Le soutien étranger à la course électorale française est une décision risquée – EURACTIV.fr


Vous pouvez toujours dire qu’un candidat est nerveux lorsqu’il pousse des dirigeants étrangers à le soutenir.

Les sondeurs peuvent donner au président Emmanuel Macron un avantage étroit mais décisif avant le second tour présidentiel de dimanche contre la nationaliste d’extrême droite Marine Le Pen, mais il ne laisse clairement rien au hasard.

« Nous avons besoin de la France à nos côtés. Une France qui a été, encore et encore, un phare de démocratie et de fraternité en Europe et dans le monde.

C’est ce qu’affirment le Premier ministre espagnol Pedro Sánchez, le Premier ministre portugais António Costa et le chancelier allemand Olaf Scholz dans un article d’opinion conjoint à El Pais. Ils disent que l’élection présidentielle de dimanche est « critique » pour assurer une Union européenne forte face à de nouveaux défis tels que l’invasion de l’Ukraine par Vladimir Poutine.

Leurs éloges pour Macron n’ont d’égal que leurs critiques de sa rivale Marine Le Pen, qu’ils accusent de se ranger du côté de « ceux qui attaquent notre liberté et notre démocratie ».

« Les populistes et l’extrême droite de tous nos pays ont soutenu Poutine comme un modèle idéologique et politique, reproduisant ses idées chauvines », ajoutent les dirigeants.

Macron n’a peut-être pas personnellement exhorté ses collègues chefs de gouvernement à rédiger leur missive commune, mais il est inconcevable qu’il n’ait pas connu et approuvé le texte.

Une telle intervention dans une élection nationale est rare.
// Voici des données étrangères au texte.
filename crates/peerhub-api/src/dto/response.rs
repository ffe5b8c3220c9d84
//! Response DTOs.

use chrono::{DateTime, Utc};
use serde::{Deserialize, Serialize};

use peerhub_core::types::{ParticipantId, PresenceEntry, RoomId};

/// Response to room creation.
#[derive(Debug, Clone, Serialize, Deserialize)]
#[serde(rename_all = "camelCase")]
pub struct CreateRoomResponse {
    /// The new room's public token.
    pub room_id: RoomId,
    /// When the room expires.
    pub expires_at: DateTime<Utc>,
}

/// Room details.
#[derive(Debug, Clone, Serialize, Deserialize)]
#[serde(rename_all = "camelCase")]
pub struct RoomResponse {
    /// The room's public token.
    pub room_id: RoomId,
    /// When the room was created.
    pub created_at: DateTime<Utc>,
    /// When the room expires.
    pub expires_at: DateTime<Utc>,
}

/// Response to a presence announce.
#[derive(Debug, Clone, Serialize, Deserialize)]
#[serde(rename_all = "camelCase")]
pub struct AnnouncePresenceResponse {
    /// Whether the announce was applied.
    pub success: bool,
    /// The (possibly server-assigned) participant id the caller must
    /// use for refreshes and removal.
    pub participant_id: ParticipantId,
}

/// Response to a presence listing.
#[derive(Debug, Clone, Serialize, Deserialize)]
pub struct ListPresenceResponse {
    /// The live participants in the room.
    pub participants: Vec<PresenceEntry>,
}

/// Bare success/failure response.
#[derive(Debug, Clone, Serialize, Deserialize)]
pub struct SuccessResponse {
    /// Whether the operation succeeded.
    pub success: bool,
}

/// Basic health response.
#[derive(Debug, Clone, Serialize, Deserialize)]
pub struct HealthResponse {
    /// Service status string.
    pub status: String,
    /// Crate version.
    pub version: String,
}

/// Detailed health response.
#[derive(Debug, Clone, Serialize, Deserialize)]
pub struct DetailedHealthResponse {
    /// Service status string.
    pub status: String,
    /// Durable room store reachability.
    pub registry: String,
    /// Presence cache reachability.
    pub cache: String,
}
//! Trait seams between crates.

pub mod cache;
pub mod room_store;

pub use cache::CacheProvider;
pub use room_store::RoomStore;
//! Custom Axum extractors.

pub mod client_ip;

pub use client_ip::ClientIp;
//! In-memory cache backend.

pub mod store;

pub use store::MemoryCacheProvider;
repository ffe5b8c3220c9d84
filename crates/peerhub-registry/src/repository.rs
//! PostgreSQL room repository.

use async_trait::async_trait;
use chrono::{DateTime, Utc};
use sqlx::PgPool;

use peerhub_core::error::{AppError, ErrorKind};
use peerhub_core::result::AppResult;
use peerhub_core::traits::room_store::RoomStore;
use peerhub_core::types::{Room, RoomId};

/// Durable room storage backed by PostgreSQL.
#[derive(Debug, Clone)]
pub struct PgRoomStore {
    pool: PgPool,
}

impl PgRoomStore {
    /// Create a new room store over an existing pool.
    pub fn new(pool: PgPool) -> Self {
        Self { pool }
    }
}

#[async_trait]
impl RoomStore for PgRoomStore {
    async fn insert(&self, room: &Room) -> AppResult<bool> {
        let result = sqlx::query(
            "INSERT INTO rooms (id, created_at, expires_at, is_active) VALUES ($1, $2, $3, $4)",
        )
        .bind(room.id.as_str())
        .bind(room.created_at)
        .bind(room.expires_at)
        .bind(room.is_active)
        .execute(&self.pool)
        .await;

        match result {
            Ok(_) => Ok(true),
            Err(sqlx::Error::Database(db_err)) if db_err.is_unique_violation() => Ok(false),
            Err(e) => Err(AppError::with_source(
                ErrorKind::Storage,
                "Failed to insert room",
                e,
            )),
        }
    }

    async fn find_by_id(&self, id: &RoomId) -> AppResult<Option<Room>> {
        sqlx::query_as::<_, Room>(
            "SELECT id, created_at, expires_at, is_active FROM rooms WHERE id = $1",
        )
        .bind(id.as_str())
        .fetch_optional(&self.pool)
        .await
        .map_err(|e| AppError::with_source(ErrorKind::Storage, "Failed to find room", e))
    }

    async fn deactivate(&self, id: &RoomId) -> AppResult<bool> {
        let result = sqlx::query("UPDATE rooms SET is_active = FALSE WHERE id = $1")
            .bind(id.as_str())
            .execute(&self.pool)
            .await
            .map_err(|e| {
                AppError::with_source(ErrorKind::Storage, "Failed to deactivate room", e)
            })?;

        Ok(result.rows_affected() > 0)
    }

    async fn delete_expired(&self, cutoff: DateTime<Utc>) -> AppResult<Vec<RoomId>> {
        let ids: Vec<String> =
            sqlx::query_scalar("DELETE FROM rooms WHERE expires_at < $1 RETURNING id")
                .bind(cutoff)
                .fetch_all(&self.pool)
                .await
                .map_err(|e| {
                    AppError::with_source(ErrorKind::Storage, "Failed to delete expired rooms", e)
                })?;

        Ok(ids.into_iter().map(RoomId::from).collect())
    }

    async fn health_check(&self) -> AppResult<bool> {
        sqlx::query_scalar::<_, i32>("SELECT 1")
            .fetch_one(&self.pool)
            .await
            .map(|v| v == 1)
            .map_err(|e| AppError::with_source(ErrorKind::Storage, "Health check failed", e))
    }
}
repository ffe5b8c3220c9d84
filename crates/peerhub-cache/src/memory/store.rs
//! In-memory cache implementation using the moka crate.
//!
//! The single-node fallback behind [`CacheProvider`]: values live in a
//! moka cache with a cache-level TTL, while window counters (used by
//! rate limiting) are kept in a dashmap with explicit deadlines so
//! `incr`/`expire` behave like their Redis counterparts.

use std::sync::Arc;
use std::time::{Duration, Instant};

use async_trait::async_trait;
use dashmap::DashMap;
use moka::future::Cache;
use tracing::debug;

use peerhub_core::config::cache::MemoryCacheConfig;
use peerhub_core::result::AppResult;
use peerhub_core::traits::cache::CacheProvider;

/// A window counter with an optional expiry deadline.
#[derive(Debug, Clone, Copy)]
struct Counter {
    value: i64,
    expires_at: Option<Instant>,
}

impl Counter {
    fn is_expired(&self, now: Instant) -> bool {
        self.expires_at.is_some_and(|deadline| now >= deadline)
    }
}

/// In-memory cache provider using moka.
#[derive(Debug, Clone)]
pub struct MemoryCacheProvider {
    /// The underlying moka cache.
    ///
    /// Moka applies one TTL at the cache level rather than per entry;
    /// read-side predicates (presence liveness, room usability) carry
    /// the fine-grained expiry semantics, so the cache-level TTL only
    /// needs to bound retention.
    cache: Cache<String, String>,
    /// Counters stored separately so incr/expire are atomic per key.
    counters: Arc<DashMap<String, Counter>>,
}

impl MemoryCacheProvider {
    /// Create a new in-memory cache from configuration.
    pub fn new(config: &MemoryCacheConfig) -> Self {
        let cache = Cache::builder()
            .max_capacity(config.max_capacity)
            .time_to_live(Duration::from_secs(config.time_to_live_seconds))
            .build();

        Self {
            cache,
            counters: Arc::new(DashMap::new()),
        }
    }
}

#[async_trait]
impl CacheProvider for MemoryCacheProvider {
    async fn get(&self, key: &str) -> AppResult<Option<String>> {
        Ok(self.cache.get(key).await)
    }

    async fn set(&self, key: &str, value: &str, _ttl: Duration) -> AppResult<()> {
        self.cache.insert(key.to_string(), value.to_string()).await;
        Ok(())
    }

    async fn delete(&self, key: &str) -> AppResult<()> {
        self.cache.remove(key).await;
        self.counters.remove(key);
        Ok(())
    }

    async fn exists(&self, key: &str) -> AppResult<bool> {
        Ok(self.cache.contains_key(key))
    }

    async fn scan(&self, pattern: &str) -> AppResult<Vec<(String, String)>> {
        // Moka doesn't support pattern scanning, so we iterate and
        // match on the prefix.
        let prefix = pattern.trim_end_matches('*');
        let pairs: Vec<(String, String)> = self
            .cache
            .iter()
            .filter(|entry| entry.0.starts_with(prefix))
            .map(|entry| (entry.0.to_string(), entry.1.clone()))
            .collect();
        Ok(pairs)
    }

    async fn delete_pattern(&self, pattern: &str) -> AppResult<u64> {
        let prefix = pattern.trim_end_matches('*');
        let mut count = 0u64;

        // Collect keys first; mutating while iterating is unsupported.
        let keys_to_remove: Vec<String> = self
            .cache
            .iter()
            .filter(|entry| entry.0.starts_with(prefix))
            .map(|entry| entry.0.to_string())
            .collect();

        for key in keys_to_remove {
            self.cache.remove(&key).await;
            self.counters.remove(&key);
            count += 1;
        }

        debug!(pattern, count, "Deleted keys matching pattern");
        Ok(count)
    }

    async fn incr(&self, key: &str) -> AppResult<i64> {
        let now = Instant::now();
        let mut entry = self.counters.entry(key.to_string()).or_insert(Counter {
            value: 0,
            expires_at: None,
        });
        if entry.is_expired(now) {
            // Window rolled over; start a fresh count with no deadline
            // until the caller re-arms it.
            *entry = Counter {
                value: 0,
                expires_at: None,
            };
        }
        entry.value += 1;
        Ok(entry.value)
    }

    async fn expire(&self, key: &str, ttl: Duration) -> AppResult<bool> {
        if let Some(mut entry) = self.counters.get_mut(key) {
            entry.expires_at = Some(Instant::now() + ttl);
            return Ok(true);
        }
        // Values inherit the cache-level TTL; reinsert to restart it.
        if let Some(value) = self.cache.get(key).await {
            self.cache.insert(key.to_string(), value).await;
            return Ok(true);
        }
        Ok(false)
    }

    async fn health_check(&self) -> AppResult<bool> {
        Ok(true)
    }

    async fn flush_all(&self) -> AppResult<()> {
        self.cache.invalidate_all();
        self.counters.clear();
        Ok(())
    }
}
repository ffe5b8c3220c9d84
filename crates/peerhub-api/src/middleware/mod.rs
//! HTTP middleware.

pub mod logging;
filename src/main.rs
//! PeerHub server — room presence and rendezvous service.
//!
//! Entry point that wires the crates together and starts the HTTP
//! server and the expired-room sweep.

mod sweeper;

use std::sync::Arc;

use tracing_subscriber::{EnvFilter, fmt};

use peerhub_api::AppState;
use peerhub_cache::CacheManager;
use peerhub_core::config::AppConfig;
use peerhub_core::result::AppResult;
use peerhub_core::traits::RoomStore;
use peerhub_registry::{DatabasePool, PgRoomStore, RoomService};

#[tokio::main]
async fn main() {
    let env = std::env::var("PEERHUB_ENV").unwrap_or_else(|_| "development".to_string());
    let config = match AppConfig::load(&env) {
        Ok(c) => c,
        Err(e) => {
            eprintln!("Failed to load configuration: {e}");
            std::process::exit(1);
        }
    };

    init_logging(&config);

    if let Err(e) = run(config).await {
        tracing::error!("Server error: {e}");
        std::process::exit(1);
    }
}

/// Initialize tracing/logging.
fn init_logging(config: &AppConfig) {
    let filter =
        EnvFilter::try_from_default_env().unwrap_or_else(|_| EnvFilter::new(&config.logging.level));

    match config.logging.format.as_str() {
        "json" => {
            fmt()
                .json()
                .with_env_filter(filter)
                .with_target(true)
                .with_thread_ids(true)
                .init();
        }
        _ => {
            fmt().pretty().with_env_filter(filter).with_target(true).init();
        }
    }
}

async fn run(config: AppConfig) -> AppResult<()> {
    tracing::info!("Starting PeerHub v{}", env!("CARGO_PKG_VERSION"));

    // Durable room storage + migrations.
    let db = DatabasePool::connect(&config.database).await?;
    peerhub_registry::migration::run_migrations(db.pool()).await?;

    // Presence cache.
    tracing::info!(provider = %config.cache.provider, "Initializing cache");
    let cache = Arc::new(CacheManager::new(&config.cache).await?);

    // Room registry.
    let store: Arc<dyn RoomStore> = Arc::new(PgRoomStore::new(db.pool().clone()));
    let rooms = Arc::new(RoomService::new(store, config.registry.clone()));

    let state = AppState::new(
        Arc::new(config.clone()),
        Arc::clone(&cache),
        Arc::clone(&rooms),
    );

    let mut scheduler =
        sweeper::start(rooms, Arc::clone(&state.presence), &config.registry).await?;

    peerhub_api::app::serve(state).await?;

    if let Err(e) = scheduler.shutdown().await {
        tracing::warn!("Scheduler shutdown failed: {e}");
    }
    db.close().await;

    tracing::info!("PeerHub shut down gracefully");
    Ok(())
}
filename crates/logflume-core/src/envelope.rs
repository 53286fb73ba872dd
//! Log envelope wire format shared by producers and the worker.
//!
//! An envelope is a flat, versionless JSON object. Producers serialize one
//! per event and push it onto the queue; the worker deserializes, routes by
//! [`LogChannel`], and shapes it into a sink row. Only `level` and `message`
//! are required on the wire; `channel` and `enqueued_at` default when
//! absent, and every other field serializes only when present, so envelopes
//! stay small and tolerant of producer-side drift.

use chrono::{DateTime, Utc};
use serde::{Deserialize, Serialize};
use serde_json::Value as JsonValue;
use uuid::Uuid;

/// Destination sink selector carried on every envelope.
///
/// A single queue transports both kinds; this field is the only routing
/// signal the worker consults.
#[derive(Debug, Clone, Copy, PartialEq, Eq, Serialize, Default)]
#[serde(rename_all = "snake_case")]
pub enum LogChannel {
    /// Request/response and general application events → `system_logs`.
    #[default]
    System,
    /// AI model usage events → `model_operation_logs`.
    ModelOperation,
}

impl LogChannel {
    /// Wire name for the channel.
    pub fn as_str(&self) -> &'static str {
        match self {
            LogChannel::System => "system",
            LogChannel::ModelOperation => "model_operation",
        }
    }

    /// Parse a wire value. Unrecognized values fall back to `System` so an
    /// envelope is never dropped over its routing field.
    pub fn from_wire(s: &str) -> Self {
        match s {
            "model_operation" => LogChannel::ModelOperation,
            _ => LogChannel::System,
        }
    }
}

impl<'de> Deserialize<'de> for LogChannel {
    fn deserialize<D>(deserializer: D) -> std::result::Result<Self, D::Error>
    where
        D: serde::Deserializer<'de>,
    {
        // Accept any JSON value here: a non-string channel is treated the
        // same as an unknown one and routed to the system sink.
        let value = JsonValue::deserialize(deserializer)?;
        Ok(match value.as_str() {
            Some(s) => LogChannel::from_wire(s),
            None => LogChannel::System,
        })
    }
}

impl std::fmt::Display for LogChannel {
    fn fmt(&self, f: &mut std::fmt::Formatter<'_>) -> std::fmt::Result {
        write!(f, "{}", self.as_str())
    }
}

/// Severity of a log event.
///
/// Wire names are upper-case. Unlike [`LogChannel`] there is no lenient
/// fallback: an envelope with an unrecognized level is malformed and gets
/// skipped at flush time.
#[derive(Debug, Clone, Copy, PartialEq, Eq, PartialOrd, Ord, Serialize, Deserialize)]
#[serde(rename_all = "UPPERCASE")]
pub enum LogLevel {
    Debug,
    Info,
    Warning,
    Error,
    Critical,
}

impl LogLevel {
    /// Storage name for the level, matching the wire name.
    pub fn as_str(&self) -> &'static str {
        match self {
            LogLevel::Debug => "DEBUG",
            LogLevel::Info => "INFO",
            LogLevel::Warning => "WARNING",
            LogLevel::Error => "ERROR",
            LogLevel::Critical => "CRITICAL",
        }
    }
}

impl std::fmt::Display for LogLevel {
    fn fmt(&self, f: &mut std::fmt::Formatter<'_>) -> std::fmt::Result {
        write!(f, "{}", self.as_str())
    }
}

/// Free-form envelope metadata.
///
/// Producers may attach a structured JSON document or a pre-serialized
/// string; both arrive intact and the worker normalizes them into a single
/// JSON document at flush time (see [`Metadata::normalize`]).
///
/// Variant order matters for the untagged representation: a JSON string
/// must land in `Raw`, everything else in `Structured`.
#[derive(Debug, Clone, PartialEq, Serialize, Deserialize)]
#[serde(untagged)]
pub enum Metadata {
    Raw(String),
    Structured(JsonValue),
}

impl Metadata {
    /// Collapse into one JSON document for the sink's JSONB column.
    ///
    /// Structured values pass through unchanged. Raw strings are decoded as
    /// JSON; strings that do not decode are preserved under a reserved
    /// `"raw"` key instead of being discarded.
    pub fn normalize(self) -> JsonValue {
        match self {
            Metadata::Structured(value) => value,
            Metadata::Raw(text) => match serde_json::from_str(&text) {
                Ok(value) => value,
                Err(_) => serde_json::json!({ "raw": text }),
            },
        }
    }
}

impl From<JsonValue> for Metadata {
    fn from(value: JsonValue) -> Self {
        Metadata::Structured(value)
    }
}

impl From<String> for Metadata {
    fn from(text: String) -> Self {
        Metadata::Raw(text)
    }
}

impl From<&str> for Metadata {
    fn from(text: &str) -> Self {
        Metadata::Raw(text.to_string())
    }
}

/// A single structured log event as carried on the queue.
///
/// Immutable once pushed. The HTTP fields are populated only by system
/// channel producers and the model usage fields only by model-operation
/// producers, but nothing enforces that on the wire; the sink row shape
/// simply ignores fields the destination table does not carry.
#[derive(Debug, Clone, Serialize, Deserialize)]
pub struct LogEnvelope {
    /// Routing discriminant. Missing or unrecognized values land in the
    /// system channel.
    #[serde(default)]
    pub channel: LogChannel,
    pub level: LogLevel,
    #[serde(default, skip_serializing_if = "Option::is_none")]
    pub component: Option<String>,
    #[serde(default, skip_serializing_if = "Option::is_none")]
    pub action: Option<String>,
    pub message: String,

    // Correlation
    #[serde(default, skip_serializing_if = "Option::is_none")]
    pub user_id: Option<Uuid>,
    #[serde(default, skip_serializing_if = "Option::is_none")]
    pub tenant_id: Option<Uuid>,
    #[serde(default, skip_serializing_if = "Option::is_none")]
    pub request_id: Option<String>,
    #[serde(default, skip_serializing_if = "Option::is_none")]
    pub model_operation_id: Option<Uuid>,

    // Timing/HTTP (system envelopes)
    #[serde(default, skip_serializing_if = "Option::is_none")]
    pub http_method: Option<String>,
    #[serde(default, skip_serializing_if = "Option::is_none")]
    pub http_path: Option<String>,
    #[serde(default, skip_serializing_if = "Option::is_none")]
    pub http_status: Option<i32>,
    #[serde(default, skip_serializing_if = "Option::is_none")]
    pub response_time_ms: Option<f64>,
    #[serde(default, skip_serializing_if = "Option::is_none")]
    pub ip_address: Option<String>,
    #[serde(default, skip_serializing_if = "Option::is_none")]
    pub user_agent: Option<String>,

    // Model usage (model_operation envelopes)
    #[serde(default, skip_serializing_if = "Option::is_none")]
    pub model_name: Option<String>,
    #[serde(default, skip_serializing_if = "Option::is_none")]
    pub tokens_input: Option<i32>,
    #[serde(default, skip_serializing_if = "Option::is_none")]
    pub tokens_output: Option<i32>,
    #[serde(default, skip_serializing_if = "Option::is_none")]
    pub latency_ms: Option<f64>,
    #[serde(default, skip_serializing_if = "Option::is_none")]
    pub streaming: Option<bool>,

    // Error details
    #[serde(default, skip_serializing_if = "Option::is_none")]
    pub error_type: Option<String>,
    #[serde(default, skip_serializing_if = "Option::is_none")]
    pub error_message: Option<String>,
    #[serde(default, skip_serializing_if = "Option::is_none")]
    pub stack_trace: Option<String>,

    #[serde(default, skip_serializing_if = "Option::is_none")]
    pub metadata: Option<Metadata>,

    // Deployment tags
    #[serde(default, skip_serializing_if = "Option::is_none")]
    pub deployment_version: Option<String>,
    #[serde(default, skip_serializing_if = "Option::is_none")]
    pub deployment_environment: Option<String>,

    /// When the producer enqueued the event. Informational only; the
    /// `created_at` assigned at persistence time is authoritative for
    /// ordering. Envelopes from producers that omit it are stamped at
    /// decode time instead of being rejected.
    #[serde(default = "Utc::now")]
    pub enqueued_at: DateTime<Utc>,
}

impl LogEnvelope {
    fn new(channel: LogChannel, level: LogLevel, message: impl Into<String>) -> Self {
        Self {
            channel,
            level,
            component: None,
            action: None,
            message: message.into(),
            user_id: None,
            tenant_id: None,
            request_id: None,
            model_operation_id: None,
            http_method: None,
            http_path: None,
            http_status: None,
            response_time_ms: None,
            ip_address: None,
            user_agent: None,
            model_name: None,
            tokens_input: None,
            tokens_output: None,
            latency_ms: None,
            streaming: None,
            error_type: None,
            error_message: None,
            stack_trace: None,
            metadata: None,
            deployment_version: None,
            deployment_environment: None,
            enqueued_at: Utc::now(),
        }
    }

    /// Minimal envelope on the system channel, enqueued now.
    pub fn system(level: LogLevel, message: impl Into<String>) -> Self {
        Self::new(LogChannel::System, level, message)
    }

    /// Minimal envelope on the model-operation channel, enqueued now.
    pub fn model_operation(level: LogLevel, message: impl Into<String>) -> Self {
        Self::new(LogChannel::ModelOperation, level, message)
    }

    /// Set the originating component.
    pub fn with_component(mut self, component: impl Into<String>) -> Self {
        self.component = Some(component.into());
        self
    }

    /// Set the logical action name.
    pub fn with_action(mut self, action: impl Into<String>) -> Self {
        self.action = Some(action.into());
        self
    }

    /// Attach user/tenant correlation.
    pub fn with_scope(mut self, user_id: Option<Uuid>, tenant_id: Option<Uuid>) -> Self {
        self.user_id = user_id;
        self.tenant_id = tenant_id;
        self
    }

    /// Attach a request correlation ID.
    pub fn with_request_id(mut self, request_id: impl Into<String>) -> Self {
        self.request_id = Some(request_id.into());
        self
    }

    /// Attach metadata (structured or raw).
    pub fn with_metadata(mut self, metadata: impl Into<Metadata>) -> Self {
        self.metadata = Some(metadata.into());
        self
    }

    /// Attach error classification.
    pub fn with_error(
        mut self,
        error_type: impl Into<String>,
        error_message: impl Into<String>,
    ) -> Self {
        self.error_type = Some(error_type.into());
        self.error_message = Some(error_message.into());
        self
    }

    /// Stamp deployment tags.
    pub fn with_deployment(
        mut self,
        version: impl Into<String>,
        environment: impl Into<String>,
    ) -> Self {
        self.deployment_version = Some(version.into());
        self.deployment_environment = Some(environment.into());
        self
    }
}
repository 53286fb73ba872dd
//! Structured logging schema and field name constants for logflume.
//!
//! All crates use these constants for consistent structured logging fields
//! in the pipeline's own operational log stream (the envelopes it transports
//! are data, not tracing output). This ensures log aggregation tools can
//! query by standardized field names across every subsystem.
//!
//! ## Log Level Contract
//!
//! | Level | Usage |
//! |-------|-------|
//! | ERROR | Dropped batch, fatal bootstrap failure, requires operator attention |
//! | WARN  | Dropped single event, queue hiccup with automatic fallback |
//! | INFO  | Lifecycle events (state transitions, startup, shutdown summary) |
//! | DEBUG | Flush decisions, config choices, per-batch row counts |
//! | TRACE | Per-envelope handling |

// ─── Identity fields ───────────────────────────────────────────────────────

/// Subsystem originating the log event.
/// Values: "producer", "queue", "db", "worker"
pub const SUBSYSTEM: &str = "subsystem";

/// Component within a subsystem.
/// Examples: "sender", "pool", "bootstrap", "flush"
pub const COMPONENT: &str = "component";

/// Logical operation name.
/// Examples: "push", "pop", "flush", "ensure_schema"
pub const OPERATION: &str = "op";

/// Worker state machine position ("init", "bootstrapping", "running",
/// "draining", "stopped").
pub const STATE: &str = "state";

// ─── Queue fields ──────────────────────────────────────────────────────────

/// Name of the Redis list being pushed to or popped from.
pub const QUEUE_KEY: &str = "queue_key";

/// Number of envelopes waiting in the queue.
pub const QUEUE_DEPTH: &str = "queue_depth";

/// Envelope routing channel ("system", "model_operation").
pub const CHANNEL: &str = "channel";

// ─── Batch fields ──────────────────────────────────────────────────────────

/// Number of buffered payloads entering a flush.
pub const BATCH_LEN: &str = "batch_len";

/// Rows written to one sink in one transaction.
pub const ROW_COUNT: &str = "row_count";

/// Destination sink table name.
pub const SINK: &str = "sink";

/// Malformed payloads skipped during a flush.
pub const SKIPPED: &str = "skipped";

/// Envelopes dropped without persistence (producer overflow, failed batch).
pub const DROPPED: &str = "dropped";

// ─── Retry fields ──────────────────────────────────────────────────────────

/// Current attempt number (1-based).
pub const ATTEMPT: &str = "attempt";

/// Attempt ceiling for the operation.
pub const MAX_ATTEMPTS: &str = "max_attempts";

// ─── Measurement fields ────────────────────────────────────────────────────

/// Wall-clock duration in milliseconds.
pub const DURATION_MS: &str = "duration_ms";

// ─── Database fields ───────────────────────────────────────────────────────

/// Number of active connections in the pool.
pub const POOL_SIZE: &str = "pool_size";

/// Number of idle connections in the pool.
pub const POOL_IDLE: &str = "pool_idle";

// ─── Run summary fields (worker shutdown line) ─────────────────────────────

/// Payloads popped from the queue over the run.
pub const POPPED: &str = "popped";

/// Flush transactions attempted over the run.
pub const BATCHES: &str = "batches";

/// Rows committed to `system_logs` over the run.
pub const SYSTEM_ROWS: &str = "system_rows";

/// Rows committed to `model_operation_logs` over the run.
pub const MODEL_ROWS: &str = "model_rows";

// ─── Outcome fields ────────────────────────────────────────────────────────

/// Error message when an operation fails.
pub const ERROR_MSG: &str = "error";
Les dirigeants européens ont tendance à ne pas s’impliquer dans les campagnes électorales de leurs pairs. Que les trois dirigeants aient ressenti le besoin de rompre les rangs et d’exhorter publiquement les Français à soutenir Macron indique que la course est serrée et que les enjeux sont élevés.

Il est également significatif que les trois dirigeants soient modérés et de centre-gauche. L’Italien Mario Draghi brille par son absence des signataires, dont la politique et les antécédents, en tant qu’économiste technocrate et banquier de Goldman Sachs, sont beaucoup plus proches de ceux de Macron. Cela souligne la nécessité pour Macron de rallier les électeurs français de gauche dimanche s’il veut être réélu. En cas de victoire, comme prévu, il aura également besoin du vote de gauche pour obtenir la majorité aux élections législatives de juin.

Il est moins clair si l’intervention des trois macronistes est une tactique intelligente. Les approbations politiques et de célébrités ne fonctionnent pas toujours, en particulier à une époque où les électeurs sont beaucoup moins déférents envers leurs dirigeants politiques que ne l’étaient leurs parents.

Macron peut y voir une démonstration que les dirigeants européens le tiennent en haute estime et sont conscients de l’importance de la place de la France dans l’UE. Mais cela cadre aussi bien avec le récit de Le Pen. Son équipe aura du mal à présenter cela comme une ingérence étrangère condescendante, indésirable et importune, un exemple de la politique élitiste contre laquelle elle s’oppose.

En outre, ceux qui ont la mémoire longue se souviendront de la façon dont le président Barack Obama et d’autres ont exhorté les Britanniques à ne pas voter pour quitter l’UE avant le référendum sur le Brexit en 2016, savent comment cette tactique s’est retournée contre lui, malgré le fait qu’Obama avait une cote de popularité élevée en Grande-Bretagne. Les électeurs ont tendance à ne pas aimer tout ce qui ressemble à ce qu’on leur dit quoi faire.